Spin valve sensor for biomolecular identification: Design, fabrication, and characterization

Biomolecular identification, e.g., DNA recognition, has broad applications in biology and medicine such as gene expression analysis, disease diagnosis, and DNA fingerprinting. Therefore, we have been developing a magnetic biodetection technology based on giant magnetoresistive spin valve sensors and magnetic nanoparticle (<20 nm in diameter) biomolecular labels in an effort to provide a highly sensitive, quantitative, portable, and cost-effective biomolecular identification device. This dissertation is concentrated on the design, modeling, fabrication, and characterization of the spin valve sensors, aiming to prove the magnetic biodetection concept and demonstrate the feasibility and sensitivity of the magnetic nanoparticle detection by the spin valve sensors.; The intended magnetic nanoparticle labels are superparamagnetic at room temperature with zero magnetic remanence, and thus need to be magnetically excited in order to generate magnetic fields detectable by the field-sensitive spin valve sensors. Either DC or AC magnetic excitation can be applied, and we have designed several nanoparticle detection schemes. An analytical model has been developed for the magnetic nanoparticle detection, assuming the equivalent average field of magnetic nanoparticles and the coherent rotation of spin valve free layer magnetization. Micromagnetic simulations have also been performed for the spin valve sensors.

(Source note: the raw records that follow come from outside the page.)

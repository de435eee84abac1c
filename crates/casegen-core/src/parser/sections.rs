//! Markdown and plain-text responses, split into sections and accumulated
//! into records for the record normalizer.

use regex::Regex;
use std::collections::BTreeMap;

use super::patterns;
use super::record::{canonical_key, is_known_field};
use super::steps::{has_step_marker, strip_step_marker};
use super::value::{RawRecord, RawValue};

/// Splits on `## ` headings and `Test Case` lines; text before the first
/// boundary is dropped. Without any boundary the whole text is one section.
pub fn parse_markdown(text: &str) -> Vec<RawRecord> {
    let boundary = patterns::markdown_boundary();
    let is_boundary = |line: &str| boundary.is_some_and(|re: &Regex| re.is_match(line));

    let lines: Vec<&str> = text.lines().collect();
    if !lines.iter().any(|l| is_boundary(l)) {
        return section_record(None, &lines).into_iter().collect();
    }

    let mut records = Vec::new();
    let mut current: Option<(&str, Vec<&str>)> = None;

    for line in lines {
        if is_boundary(line) {
            if let Some((heading, body)) = current.take() {
                records.extend(section_record(Some(heading), &body));
            }
            current = Some((line, Vec::new()));
        } else if let Some((_, body)) = current.as_mut() {
            body.push(line);
        }
    }
    if let Some((heading, body)) = current {
        records.extend(section_record(Some(heading), &body));
    }

    records
}

/// Splits on `Test Case N:` / `TC N:` markers; text before the first marker
/// is dropped. Without any marker the whole text is one section.
pub fn parse_plain_text(text: &str) -> Vec<RawRecord> {
    let starts: Vec<usize> = patterns::plain_marker()
        .map(|re| re.find_iter(text).map(|m| m.start()).collect())
        .unwrap_or_default();

    if starts.is_empty() {
        let lines: Vec<&str> = text.lines().collect();
        return section_record(None, &lines).into_iter().collect();
    }

    let mut records = Vec::new();
    for (i, &start) in starts.iter().enumerate() {
        let end = starts.get(i + 1).copied().unwrap_or(text.len());
        let mut lines = text[start..end].lines();
        if let Some(heading) = lines.next() {
            let body: Vec<&str> = lines.collect();
            records.extend(section_record(Some(heading), &body));
        }
    }

    records
}

/// Field lines collected for one section.
#[derive(Default)]
struct SectionFields {
    fields: BTreeMap<String, Vec<String>>,
    /// Field whose header had no inline value; following lines belong to it.
    open: Option<String>,
    explicit: bool,
}

impl SectionFields {
    fn push(&mut self, key: &str, line: &str) {
        self.fields
            .entry(key.to_string())
            .or_default()
            .push(line.trim().to_string());
    }

    fn header(&mut self, key: &str, value: &str) {
        let key = canonical_key(key);
        self.explicit = true;
        if value.trim().is_empty() {
            self.fields.entry(key.clone()).or_default();
            self.open = Some(key);
        } else {
            self.push(&key, value);
            self.open = None;
        }
    }

    fn line(&mut self, line: &str) {
        if line.trim().is_empty() {
            return;
        }

        if let Some((key, value)) = captures(patterns::bold_field(), line) {
            self.header(&key, &value);
            return;
        }
        if let Some((key, _)) = captures(patterns::subheading_field(), line) {
            self.header(&key, "");
            return;
        }
        if let Some((key, value)) = captures(patterns::plain_field(), line) {
            let continues_steps = self.open.as_deref() == Some("steps")
                && canonical_key(&key) == "expected_results";
            if is_known_field(&key) && !continues_steps {
                self.header(&key, &value);
                return;
            }
        }

        match self.open.clone() {
            Some(key) => self.push(&key, line),
            None if has_step_marker(line) => self.push("steps", line),
            None => self.push("description", line),
        }
    }

    fn into_record(self, title: Option<String>) -> Option<RawRecord> {
        let has_steps = self.fields.get("steps").is_some_and(|s| !s.is_empty());
        if title.is_none() && !self.explicit && !has_steps {
            return None;
        }

        let mut record = RawRecord::new();
        if let Some(title) = title {
            record.insert("title".to_string(), RawValue::String(title));
        }

        for (key, lines) in self.fields {
            let lines: Vec<String> = if matches!(key.as_str(), "tags" | "related_requirements") {
                lines.iter().map(|l| strip_step_marker(l)).collect()
            } else {
                lines
            };
            let value = match lines.len() {
                0 => continue,
                1 => RawValue::String(lines.concat()),
                _ => RawValue::List(lines.into_iter().map(RawValue::String).collect()),
            };
            // an explicit title field replaces the heading
            record.insert(key, value);
        }

        Some(record)
    }
}

fn section_record(heading: Option<&str>, body: &[&str]) -> Option<RawRecord> {
    let title = heading.and_then(heading_title);
    let mut fields = SectionFields::default();
    for line in body {
        fields.line(line);
    }
    fields.into_record(title)
}

/// Title text of a heading line, minus `#`, bold markers and any
/// `Test Case N:` prefix.
fn heading_title(heading: &str) -> Option<String> {
    let stripped = match patterns::title_prefix() {
        Some(re) => re.replace(heading, "").into_owned(),
        None => heading.to_string(),
    };
    let title = stripped.trim().trim_matches('*').trim().trim_end_matches(':').trim();
    (!title.is_empty()).then(|| title.to_string())
}

fn captures(re: Option<&Regex>, line: &str) -> Option<(String, String)> {
    let caps = re?.captures(line)?;
    let key = caps.get(1)?.as_str().trim().trim_end_matches(':').trim();
    let value = caps.get(2).map(|m| m.as_str().trim()).unwrap_or_default();
    Some((key.to_string(), value.to_string()))
}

The analytical model and micromagnetic simulations are found consistent with each other and are in good agreement with experiments.; The prototype spin valve sensors have been fabricated at both micron and submicron scales. We demonstrated the detection of a single 2.8-mum magnetic microbead by micron-sized spin valve sensors. Based on polymer-mediated self-assembly and fine lithography, a bilayer lift-off process was developed to deposit magnetic nanoparticles onto the sensor surface in a controlled manner. With the lift-off deposition method, we have successfully demonstrated the room temperature detection of monodisperse 16-nm Fe3O 4 nanoparticles in a quantity from a few tens to several hundreds by submicron spin valve sensors, proving the feasibility of the nanoparticle detection. As desired for quantitative biodetection, a fairly linear dependence of sensor signal on the number of nanoparticles has been confirmed. The initial detection of DNA hybridization events labeled by magnetic nanoparticles further proved the magnetic biodetection concept.